Angel stared down the neck of the bottle. "What, you drank it all already?"

Lorne looked at him in disbelief. "No," he said pointedly.

"Well, somebody did."

"I wonder who?"

"Guess we'll never know." Angel held the bottle upside down over his open mouth for a few seconds, ever hopeful, then carefully placed it on the floor, where it fell over.

"I think I'm getting tired of alcohol," he announced. "It doesn't do *anything*."

"It gets you drunk...." Lorne pointed out.

"But does it? Does it really?"

"Um, yes?"

"Huh," Angel said, considering that. "Are you going to give up yet?"

"No."

"So you're just going to keep nagging me until I talk?"

"You got it, buddy. Except I don't nag.
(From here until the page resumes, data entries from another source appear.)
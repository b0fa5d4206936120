/*!
 * Error Types
 * Centralized error handling with thiserror, miette, and serde support
 */

use super::types::{Priority, TaskId};
use miette::Diagnostic;
use serde::{Deserialize, Serialize};
use std::any::Any;
use thiserror::Error;

/// Scheduler errors with serialization support
#[derive(Error, Debug, Clone, Serialize, Deserialize, PartialEq, Eq, Diagnostic)]
#[serde(tag = "error_type", content = "details", rename_all = "snake_case")]
pub enum SchedulerError {
    #[error("Scheduler is closed")]
    #[diagnostic(
        code(scheduler::closed),
        help("Shutdown has begun on this instance. Do not retry; create a new scheduler.")
    )]
    Closed,

    #[error("Scheduler loop is already running")]
    #[diagnostic(
        code(scheduler::already_running),
        help("Only one driver may own the loop. Stop the background loop before driving it manually.")
    )]
    AlreadyRunning,

    #[error("Task {0} is already executing")]
    #[diagnostic(
        code(scheduler::task_already_executing),
        help("Cancellation is cooperative; a running task cannot be interrupted.")
    )]
    TaskAlreadyExecuting(TaskId),

    #[error("Task {0} has already finished")]
    #[diagnostic(code(scheduler::task_finished))]
    TaskFinished(TaskId),

    #[error("Task {0} was already cancelled")]
    #[diagnostic(code(scheduler::task_cancelled))]
    TaskCancelled(TaskId),

    #[error("Task {0} belongs to a different scheduler")]
    #[diagnostic(
        code(scheduler::foreign_handle),
        help("Handles can only be cancelled through the scheduler that issued them.")
    )]
    ForeignHandle(TaskId),

    #[error("Invalid scheduler configuration: {0}")]
    #[diagnostic(
        code(scheduler::invalid_config),
        help("Budgets and the starvation window must be non-zero and within core::limits bounds.")
    )]
    InvalidConfig(String),

    #[error("Failed to spawn scheduler loop: {0}")]
    #[diagnostic(
        code(scheduler::spawn_failed),
        help("The OS refused to create the loop thread. Check thread limits.")
    )]
    SpawnFailed(String),
}

/// Result type for scheduler operations
pub type SchedulerResult<T> = Result<T, SchedulerError>;

/// How a task payload failed
#[derive(Debug, Clone, Serialize, Deserialize, PartialEq, Eq)]
#[serde(tag = "kind", content = "message", rename_all = "snake_case")]
pub enum FailureKind {
    /// The payload panicked
    Panicked(String),
    /// The payload returned an error
    Errored(String),
}

/// A failure raised by a task payload, recovered by the loop
#[derive(Error, Debug, Clone, Serialize, Deserialize, PartialEq, Eq)]
#[error("{priority} task {task_id} failed: {kind}")]
pub struct TaskExecutionError {
    pub task_id: TaskId,
    pub priority: Priority,
    pub kind: FailureKind,
}

impl std::fmt::Display for FailureKind {
    fn fmt(&self, f: &mut std::fmt::Formatter<'_>) -> std::fmt::Result {
        match self {
            FailureKind::Panicked(msg) => write!(f, "panicked: {}", msg),
            FailureKind::Errored(msg) => write!(f, "{}", msg),
        }
    }
}

impl TaskExecutionError {
    pub(crate) fn panicked(task_id: TaskId, priority: Priority, payload: Box<dyn Any + Send>) -> Self {
        Self {
            task_id,
            priority,
            kind: FailureKind::Panicked(panic_message(payload.as_ref())),
        }
    }

    pub(crate) fn errored(task_id: TaskId, priority: Priority, err: anyhow::Error) -> Self {
        Self {
            task_id,
            priority,
            // {:#} keeps the context chain on one line
            kind: FailureKind::Errored(format!("{:#}", err)),
        }
    }

    /// Whether the failure came from a panic rather than a returned error
    pub fn is_panic(&self) -> bool {
        matches!(self.kind, FailureKind::Panicked(_))
    }
}

/// Extract a readable message from a panic payload
pub(crate) fn panic_message(payload: &(dyn Any + Send)) -> String {
    if let Some(s) = payload.downcast_ref::<&'static str>() {
        (*s).to_string()
    } else if let Some(s) = payload.downcast_ref::<String>() {
        s.clone()
    } else {
        "non-string panic payload".to_string()
    }
}

#[cfg(test)]
mod tests {
    use super::*;

    #[test]
    fn test_error_serialization() {
        let err = SchedulerError::TaskAlreadyExecuting(TaskId(7));
        let json = serde_json::to_string(&err).unwrap();
        assert!(json.contains("task_already_executing"));

        let back: SchedulerError = serde_json::from_str(&json).unwrap();
        assert_eq!(back, err);
    }

    #[test]
    fn test_panic_message_extraction() {
        let static_payload: Box<dyn Any + Send> = Box::new("boom");
        assert_eq!(panic_message(static_payload.as_ref()), "boom");

        let owned_payload: Box<dyn Any + Send> = Box::new(String::from("owned boom"));
        assert_eq!(panic_message(owned_payload.as_ref()), "owned boom");

        let opaque: Box<dyn Any + Send> = Box::new(42u32);
        assert_eq!(panic_message(opaque.as_ref()), "non-string panic payload");
    }

    #[test]
    fn test_errored_keeps_context_chain() {
        let err = anyhow::anyhow!("disk full").context("writing checkpoint");
        let failure = TaskExecutionError::errored(TaskId(3), Priority::Deferred, err);
        assert!(!failure.is_panic());
        assert_eq!(
            failure.to_string(),
            "deferred task task#3 failed: writing checkpoint: disk full"
        );
    }
}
I persuade."

"You nag."

"I do not nag!"

"You *nag*," Angel insisted. "You nag like... like a fishwife."

"What the heck is a fishwife?"

"I really have no idea. But they nag. They're famous for it, I think."

"Your problem is that you stopped thinking hours ago."

"Stop nagging," Angel said with a smirk.

"Bite me," Lorne muttered. "Obnoxious drunk."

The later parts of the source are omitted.